The Malaghan Institute has initiated a clinical programme, funded by the Health Research Council, to explore the therapeutic potential of human hookworms. Our aim is to ultimately find better treatment options for a range of inflammatory and autoimmune diseases, including coeliac, asthma, allergy, MS and inflammatory bowel disease.
The Malaghan Institute is collaborating with the University of Otago to undergo a benchmark clinical study of human hookworms in healthy individuals. The programme, which has met strict regulatory and safety requirements, aims to investigate how these worms alter the human immune system and whether this has potential therapeutic benefit.
In 2019, the Malaghan Institute began a clinical study to explore the therapeutic potential of human hookworms. The study seeks to understand the effects human hookworms have on a healthy individual’s immune system, gut bacteria composition and function.
This research was extended in September 2020 to investigate the feasibility of using human hookworms as a medication-free maintenance therapy for ulcerative colitis, an inflammatory bowel disease. Similar trials for perennial allergic rhinitis (hayfever) and eosinophilic esophagitis – a chronic, allergic inflammatory disease of the oesophagus – are in development.
As part of this research, the Institute has also been developing techniques for sorting, harvesting and storing hookworm, to ultimately establish a safe, reliable and consistent GMP (good manufacturing practice) grade hookworm product that can be used safely for ongoing trials and ultimately in some form as an approved therapeutic product.
Why are we interested in hookworms?
Our interest in hookworms is twofold – we study the mechanisms that parasitic worms use to subdue the immune system because of their potential to dampen harmful inflammatory immune responses. We’re also working to develop vaccines to target parasitic disease in developing nations, to prevent re-infection and break the cycle of disease.
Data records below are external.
//! Plain text output formatter

use super::OutputFormatter;
use anyhow::Result;
use iaa_core::Report;
use std::io::Write;

/// Plain text formatter - one labelled score per line
pub struct TextFormatter<W: Write> {
    writer: W,
}

impl<W: Write> TextFormatter<W> {
    /// Create a new text formatter
    pub fn new(writer: W) -> Self {
        Self { writer }
    }
}

impl<W: Write> OutputFormatter for TextFormatter<W> {
    fn format_report(&mut self, report: &Report, script: &[String]) -> Result<()> {
        // Debug formatting keeps the trailing ".0" on whole numbers
        if let Some(naive) = &report.naive {
            writeln!(self.writer, "Naive Accuracy: {:?}", naive.accuracy)?;
        }
        if let Some(ngram) = &report.ngram {
            writeln!(self.writer, "NGram Accuracy: {:?}", ngram.accuracy)?;
        }
        if let Some(distance) = &report.levenshtein {
            writeln!(self.writer, "Levenshtein Distance: {}", distance.distance)?;
            writeln!(self.writer, "Normalized Levenshtein: {:?}", distance.normalized)?;
        }
        if !script.is_empty() {
            writeln!(self.writer, "Edit script:")?;
            for step in script {
                writeln!(self.writer, "  {step}")?;
            }
        }
        Ok(())
    }

    fn finish(&mut self) -> Result<()> {
        self.writer.flush()?;
        Ok(())
    }
}

#[cfg(test)]
mod tests {
    use super::*;
    use crate::output::fixtures::peter_report;

    #[test]
    fn test_text_output() {
        let mut buffer = Vec::new();
        let mut formatter = TextFormatter::new(&mut buffer);
        formatter.format_report(&peter_report(), &[]).unwrap();
        formatter.finish().unwrap();

        let output = String::from_utf8(buffer).unwrap();
        assert!(output.contains("Naive Accuracy: 0.75\n"));
        assert!(output.contains("Levenshtein Distance: 2\n"));
        assert!(output.contains("Normalized Levenshtein: 1.0\n"));
        assert!(!output.contains("Edit script"));
    }

    #[test]
    fn test_script_lines() {
        let mut buffer = Vec::new();
        let mut formatter = TextFormatter::new(&mut buffer);
        formatter
            .format_report(&peter_report(), &["delete [seinen Mund]".to_string()])
            .unwrap();

        let output = String::from_utf8(buffer).unwrap();
        assert!(output.ends_with("Edit script:\n  delete [seinen Mund]\n"));
    }
}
It is thought that the loss of gut parasites such as hookworms from humans may be partially to blame for the increase in inflammatory and autoimmune diseases. People who come from developed, Westernised countries experience less parasitic diseases (ie hookworm infection) but have higher rates of inflammatory and autoimmune disease.
Hookworms alter the immune system of their human host to help them persist in the body, dampening down the immune system to evade detection and expulsion. They do this by producing compounds that interact directly with immune cells in the body. This allows the hookworm to be tolerated by the human host yet leaves the immune system strong enough to be able to protect the human host against other diseases.
Because of this effect, it is thought that hookworms could be used to treat several inflammatory and autoimmune diseases. These diseases are characterised by an overactive immune system, so it is thought that dampening this immune response may impart some therapeutic benefit to patients.